__Requirement__: Transcribe every entry exactly, with nothing added or left out.

[Stored data entries]
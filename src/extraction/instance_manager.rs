//! # Tesseract Instance Manager Module
//!
//! Thread-safe pool of Tesseract engines keyed by language combination.
//! Engine initialization costs hundreds of milliseconds, so each language
//! combination is initialized once and then shared.

use leptess::LepTess;
use log::info;
use std::collections::HashMap;
use std::sync::{Arc, Mutex};

use crate::errors::{PipelineError, Result};

/// Pool of Tesseract instances keyed by language codes (e.g. "eng+fra")
///
/// Instances are created on first request and persist until removed or the
/// manager is dropped. Each instance sits behind its own mutex so concurrent
/// extractions in different languages do not block each other.
pub struct OcrInstanceManager {
    instances: Mutex<HashMap<String, Arc<Mutex<LepTess>>>>,
}

impl OcrInstanceManager {
    pub fn new() -> Self {
        Self {
            instances: Mutex::new(HashMap::new()),
        }
    }

    /// Get or create the engine for a language combination
    ///
    /// # Errors
    ///
    /// `ExtractionUnavailable` when Tesseract cannot be initialized (missing
    /// traineddata, invalid language codes).
    pub fn get_instance(&self, languages: &str) -> Result<Arc<Mutex<LepTess>>> {
        {
            let instances = self.instances.lock().unwrap();
            if let Some(instance) = instances.get(languages) {
                return Ok(Arc::clone(instance));
            }
        }

        info!("Creating new OCR instance for languages: {languages}");
        let tess = LepTess::new(None, languages).map_err(|e| {
            PipelineError::ExtractionUnavailable(format!(
                "failed to initialize Tesseract for '{languages}': {e}"
            ))
        })?;

        let instance = Arc::new(Mutex::new(tess));
        let mut instances = self.instances.lock().unwrap();
        // Another thread may have raced us; keep whichever landed first
        let stored = instances
            .entry(languages.to_string())
            .or_insert_with(|| Arc::clone(&instance));

        Ok(Arc::clone(stored))
    }

    /// Drop the engine for a language combination
    pub fn remove_instance(&self, languages: &str) {
        let mut instances = self.instances.lock().unwrap();
        if instances.remove(languages).is_some() {
            info!("Removed OCR instance for languages: {languages}");
        }
    }

    pub fn instance_count(&self) -> usize {
        self.instances.lock().unwrap().len()
    }
}

impl Default for OcrInstanceManager {
    fn default() -> Self {
        Self::new()
    }
}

__Solution to this problem__:
filename src/extraction/instance_manager.rs
//! # Tesseract Instance Manager Module
//!
//! Thread-safe pool of Tesseract engines keyed by language combination.
//! Engine initialization costs hundreds of milliseconds, so each language
//! combination is initialized once and then shared.

use leptess::LepTess;
use log::info;
use std::collections::HashMap;
use std::sync::{Arc, Mutex};

use crate::errors::{PipelineError, Result};

/// Pool of Tesseract instances keyed by language codes (e.g. "eng+fra")
///
/// Instances are created on first request and persist until removed or the
/// manager is dropped. Each instance sits behind its own mutex so concurrent
/// extractions in different languages do not block each other.
pub struct OcrInstanceManager {
    instances: Mutex<HashMap<String, Arc<Mutex<LepTess>>>>,
}

impl OcrInstanceManager {
    pub fn new() -> Self {
        Self {
            instances: Mutex::new(HashMap::new()),
        }
    }

    /// Get or create the engine for a language combination
    ///
    /// # Errors
    ///
    /// `ExtractionUnavailable` when Tesseract cannot be initialized (missing
    /// traineddata, invalid language codes).
    pub fn get_instance(&self, languages: &str) -> Result<Arc<Mutex<LepTess>>> {
        {
            let instances = self.instances.lock().unwrap();
            if let Some(instance) = instances.get(languages) {
                return Ok(Arc::clone(instance));
            }
        }

        info!("Creating new OCR instance for languages: {languages}");
        let tess = LepTess::new(None, languages).map_err(|e| {
            PipelineError::ExtractionUnavailable(format!(
                "failed to initialize Tesseract for '{languages}': {e}"
            ))
        })?;

        let instance = Arc::new(Mutex::new(tess));
        let mut instances = self.instances.lock().unwrap();
        // Another thread may have raced us; keep whichever landed first
        let stored = instances
            .entry(languages.to_string())
            .or_insert_with(|| Arc::clone(&instance));

        Ok(Arc::clone(stored))
    }

    /// Drop the engine for a language combination
    pub fn remove_instance(&self, languages: &str) {
        let mut instances = self.instances.lock().unwrap();
        if instances.remove(languages).is_some() {
            info!("Removed OCR instance for languages: {languages}");
        }
    }

    pub fn instance_count(&self) -> usize {
        self.instances.lock().unwrap().len()
    }
}

impl Default for OcrInstanceManager {
    fn default() -> Self {
        Self::new()
    }
}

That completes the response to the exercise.